BRIEF:
Copy each line of the records that contains the word "FrameRange".

Stored data
========================================

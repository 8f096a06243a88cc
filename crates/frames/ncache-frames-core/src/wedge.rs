//! Parameter sweep ("wedge") sampling for batch simulations.
//!
//! One value per job, evenly spaced from `start` to `end` inclusive:
//! - `count == 1` -> `[start]`
//! - `count >= 2` -> `start + i * (end - start) / (count - 1)`, with the first
//!   and last values pinned to `start` and `end`
//!
//! `start > end` produces a decreasing sweep.

use serde::{Deserialize, Serialize};

use crate::error::FrameError;

/// Sweep settings as the batch driver stores them.
#[derive(Clone, Debug, PartialEq, Serialize, Deserialize)]
#[serde(default)]
pub struct WedgeConfig {
    pub start: f64,
    pub end: f64,
    /// Number of jobs (values) to generate.
    pub count: usize,
}

impl Default for WedgeConfig {
    fn default() -> Self {
        Self {
            start: 0.0,
            end: 1.0,
            count: 2,
        }
    }
}

impl WedgeConfig {
    pub fn values(&self) -> Result<Vec<f64>, FrameError> {
        wedge_values(self.start, self.end, self.count)
    }
}

/// `count` evenly spaced values from `start` to `end`, both included.
pub fn wedge_values(start: f64, end: f64, count: usize) -> Result<Vec<f64>, FrameError> {
    for value in [start, end] {
        if !value.is_finite() {
            return Err(FrameError::NonFiniteBound { value });
        }
    }
    if count == 0 {
        return Err(FrameError::InvalidSampleCount { count });
    }
    if count == 1 {
        return Ok(vec![start]);
    }

    let steps = (count - 1) as f64;
    let delta = end - start;
    let mut values: Vec<f64> = if delta.is_finite() {
        (0..count)
            .map(|i| start + (i as f64) * delta / steps)
            .collect()
    } else {
        // `end - start` overflowed; weight each bound instead of subtracting.
        (0..count)
            .map(|i| {
                let t = i as f64 / steps;
                start * (1.0 - t) + end * t
            })
            .collect()
    };
    values[0] = start;
    values[count - 1] = end;
    log::debug!("wedge {start} -> {end}: {count} values");
    Ok(values)
}
//! Percentage mapping of frames against the scene playback range, used to
//! draw a cache version's span as a bar over the scene timeline.

use serde::{Deserialize, Serialize};

use crate::range::FrameRange;

/// Position of `value` inside `[range_in, range_out]` as a percentage,
/// clamped to `0..=100`. A zero-width range maps everything inside it to 0.
pub fn percent(value: f64, range_in: f64, range_out: f64) -> f64 {
    if value < range_in {
        return 0.0;
    }
    if value > range_out {
        return 100.0;
    }
    let width = range_out - range_in;
    if width == 0.0 {
        return 0.0;
    }
    (value - range_in) / width * 100.0
}

/// Inverse of [`percent`] (not clamped).
pub fn from_percent(value: f64, range_in: f64, range_out: f64) -> f64 {
    value / 100.0 * (range_out - range_in) + range_in
}

/// A cached range expressed in percent of the scene range.
#[derive(Copy, Clone, Debug, PartialEq, Serialize, Deserialize)]
pub struct CachedSpan {
    pub start_percent: f64,
    pub end_percent: f64,
}

impl CachedSpan {
    /// Nothing to draw: the span collapsed after clamping.
    pub fn is_empty(&self) -> bool {
        self.start_percent == self.end_percent
    }

    /// Map the span onto a pixel (or any linear) interval.
    pub fn project(&self, left: f64, right: f64) -> (f64, f64) {
        (
            from_percent(self.start_percent, left, right),
            from_percent(self.end_percent, left, right),
        )
    }
}

pub fn cached_span(cached: FrameRange, scene: FrameRange) -> CachedSpan {
    let (scene_in, scene_out) = (f64::from(scene.start()), f64::from(scene.end()));
    CachedSpan {
        start_percent: percent(f64::from(cached.start()), scene_in, scene_out),
        end_percent: percent(f64::from(cached.end()), scene_in, scene_out),
    }
}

========================================

SOLUTION FOR THIS TASK:
use crate::range::FrameRange;
pub fn cached_span(cached: FrameRange, scene: FrameRange) -> CachedSpan {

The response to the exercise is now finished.